Metagenomics technology bypasses the traditional method of microbial isolation and culture to extract total DNA directly from environmental samples, and obtains new functional genes and bioactive by constructing and screening metagenomic libraries, which include both culturable and unculturable microbial genetic information, thus increasing the chance of obtaining new bioactive.
Metagenomics is a new approach to microbial research in which the genomes of microbial populations in environmental samples are studied by functional gene screening and/or sequencing analysis, and can be used to analyze microbial diversity, population structure, evolutionary relationships, functional activity, and relationships with the environment.
In the article "Dissecting the role of the human microbiome in COVID-19 via metagenome-assembled genomes", published in Nature Communications in September, a total of 11,584 MAGs (metagenome-assembled genomes) and 5,403 non-redundant MAGs (nrMAGs) at the strain level were obtained from 514 nasal and fecal samples from COVID-19 patients, by metagenome assembly and binning techniques using published metagenome NGS data from six independent cohorts.
Reconstruction of MAGs from 514 COVID-19 related shotgun metagenomics sequencing data in the discovery cohorts (Ke S et al., 2022)
It was found that the strain abundance of many microbial species in the gut of COVID-19 patients was significantly reduced compared to normal subjects and that COVID-19 cases could be accurately distinguished from healthy controls based on gut microbiome characteristics and could predict the progression of COVID-19, along the lines shown below.
1. metagenome assembly and binning
The authors used metaWRAP, an analysis process that integrates quality control, splicing, boxing, purification, evaluation, species annotation, abundance estimation, functional annotation and visualization, to process the raw sequencing data, incorporating over 140 tools. The detailed process is as follows.
a. QC and removal of host contamination of raw data
b. Assembly of the decontaminated data using the metaSPAdes tool in the metaWRAP
c. binning using MaxBin2, metaBAT2 and CONCOCT software, and purifying the binning results using the bin_refinement module, and finally assessing the contamination rate and completeness of the results using CheckM.
2. Clustering and dereplication of MAGs
The MAGs were clustered on species-level genome bins (SGBs) using the software dRep, and then the MAGs were taxonomically annotated based on the Genome Taxonomy database using the software GTDB-Tk.
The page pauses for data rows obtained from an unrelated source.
use super::domain::{RarityTier, TemporalContext};
use super::normalizer::NormalizedMetrics;
use super::settings::TemporalTrends;

/// Largest engagement bonus, reached when every metric sits at its range max.
pub const MAX_ENGAGEMENT_BONUS: f64 = 0.5;

/// Bounded, monotonic engagement scaling in `[1, 1 + MAX_ENGAGEMENT_BONUS]`.
pub fn metric_multiplier(normalized: &NormalizedMetrics) -> f64 {
    1.0 + MAX_ENGAGEMENT_BONUS * normalized.mean().clamp(0.0, 1.0)
}

/// Karma bounds applied after rounding.
#[derive(Debug, Clone, Copy, PartialEq, Eq)]
pub struct KarmaBounds {
    pub min: u32,
    pub max: u32,
}

pub fn calculate_karma(
    base_karma: u32,
    tier: RarityTier,
    normalized: &NormalizedMetrics,
    temporal: TemporalContext,
    trends: &TemporalTrends,
    bounds: KarmaBounds,
) -> u32 {
    let raw = f64::from(base_karma)
        * tier.karma_multiplier()
        * metric_multiplier(normalized)
        * trends.seasonal_multiplier(temporal.month);

    raw.round()
        .clamp(f64::from(bounds.min), f64::from(bounds.max)) as u32
}

#[cfg(test)]
mod tests {
    use super::*;
    use crate::rewards::domain::{DailyMetrics, MetricKey};
    use crate::rewards::normalizer::normalize_metrics;
    use crate::rewards::settings::MetricRange;
    use chrono::NaiveDate;
    use std::collections::BTreeMap;

    fn ranges() -> BTreeMap<MetricKey, MetricRange> {
        MetricKey::ALL
            .into_iter()
            .map(|key| (key, MetricRange { min: 0, max: 10 }))
            .collect()
    }

    fn june() -> TemporalContext {
        TemporalContext::from_date(NaiveDate::from_ymd_opt(2024, 6, 10).expect("valid date"))
    }

    fn wide_bounds() -> KarmaBounds {
        KarmaBounds { min: 1, max: 10_000 }
    }

    #[test]
    fn idle_user_gets_base_times_rarity() {
        let normalized = normalize_metrics(&DailyMetrics::default(), &ranges());
        let trends = TemporalTrends::default();
        assert_eq!(
            calculate_karma(20, RarityTier::Common, &normalized, june(), &trends, wide_bounds()),
            20
        );
        assert_eq!(
            calculate_karma(20, RarityTier::Legendary, &normalized, june(), &trends, wide_bounds()),
            40
        );
    }

    #[test]
    fn engagement_and_season_scale_karma() {
        let mut metrics = DailyMetrics::default();
        for key in MetricKey::ALL {
            metrics.set(key, 10);
        }
        let normalized = normalize_metrics(&metrics, &ranges());
        assert!((metric_multiplier(&normalized) - 1.5).abs() < 1e-12);

        let mut trends = TemporalTrends::default();
        trends.seasonal_multipliers.insert(6, 2.0);
        // 20 * 1.25 * 1.5 * 2.0
        assert_eq!(
            calculate_karma(20, RarityTier::Rare, &normalized, june(), &trends, wide_bounds()),
            75
        );
    }

    #[test]
    fn metric_multiplier_is_monotonic() {
        let mut previous = 0.0;
        for streak in 0..=12 {
            let metrics = DailyMetrics {
                login_streak: streak,
                ..DailyMetrics::default()
            };
            let multiplier = metric_multiplier(&normalize_metrics(&metrics, &ranges()));
            assert!(multiplier >= previous);
            assert!(multiplier <= 1.0 + MAX_ENGAGEMENT_BONUS);
            previous = multiplier;
        }
    }

    #[test]
    fn result_is_clamped_to_bounds() {
        let normalized = normalize_metrics(&DailyMetrics::default(), &ranges());
        let trends = TemporalTrends::default();
        let bounds = KarmaBounds { min: 25, max: 30 };
        assert_eq!(
            calculate_karma(10, RarityTier::Common, &normalized, june(), &trends, bounds),
            25
        );
        assert_eq!(
            calculate_karma(500, RarityTier::Legendary, &normalized, june(), &trends, bounds),
            30
        );
    }
}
3. Calculation of species abundance and phylogenetic tree
The abundance of each nrMAGs was calculated using the software Salmon, and evolutionary trees were constructed using PhyloPhlAn and embellished using iTOL.
4. Genome annotation of nrMAGs
The genomes obtained from bining were genetically predicted using Prokka software, and the genes were functionally annotated using MicrobeAnnotator and the completeness of each database annotation was assessed. Finally, functional analysis was performed using HUMANN3.
5. Statistical analysis
Alpha and Beta microbial diversity were calculated using the R's vegan package, and random forest regression analysis was performed using R' random Forest package.
Analysis of hundreds of WMS sequencing data revealed that COVID-19 patients lost many strains (nrMAGs) for certain microbial species compared to non-COVID-19 controls. Through machine learning, the authors demonstrated the feasibility of accurately detecting COVID-19 from healthy controls based on gut microbiome signatures at nrMAG levels. Further understanding of the interactions between the human microbiome (including bacteria, fungi, and viruses) and SARS-CoV-2 infection, or other viral infections, may be discovered in the future with continued optimization of technology and data analysis methods.
CD Genomics provides Viral Metagenomic Sequencing and Metagenomic Shotgun Sequencing based on Illumina, Nanopore sequencing and PacBio SMRT sequencing platforms, helping you analyze various gut microbial samples, study the relationship between the microbiome and the host, and analyze the function of microorganisms at the genetic level.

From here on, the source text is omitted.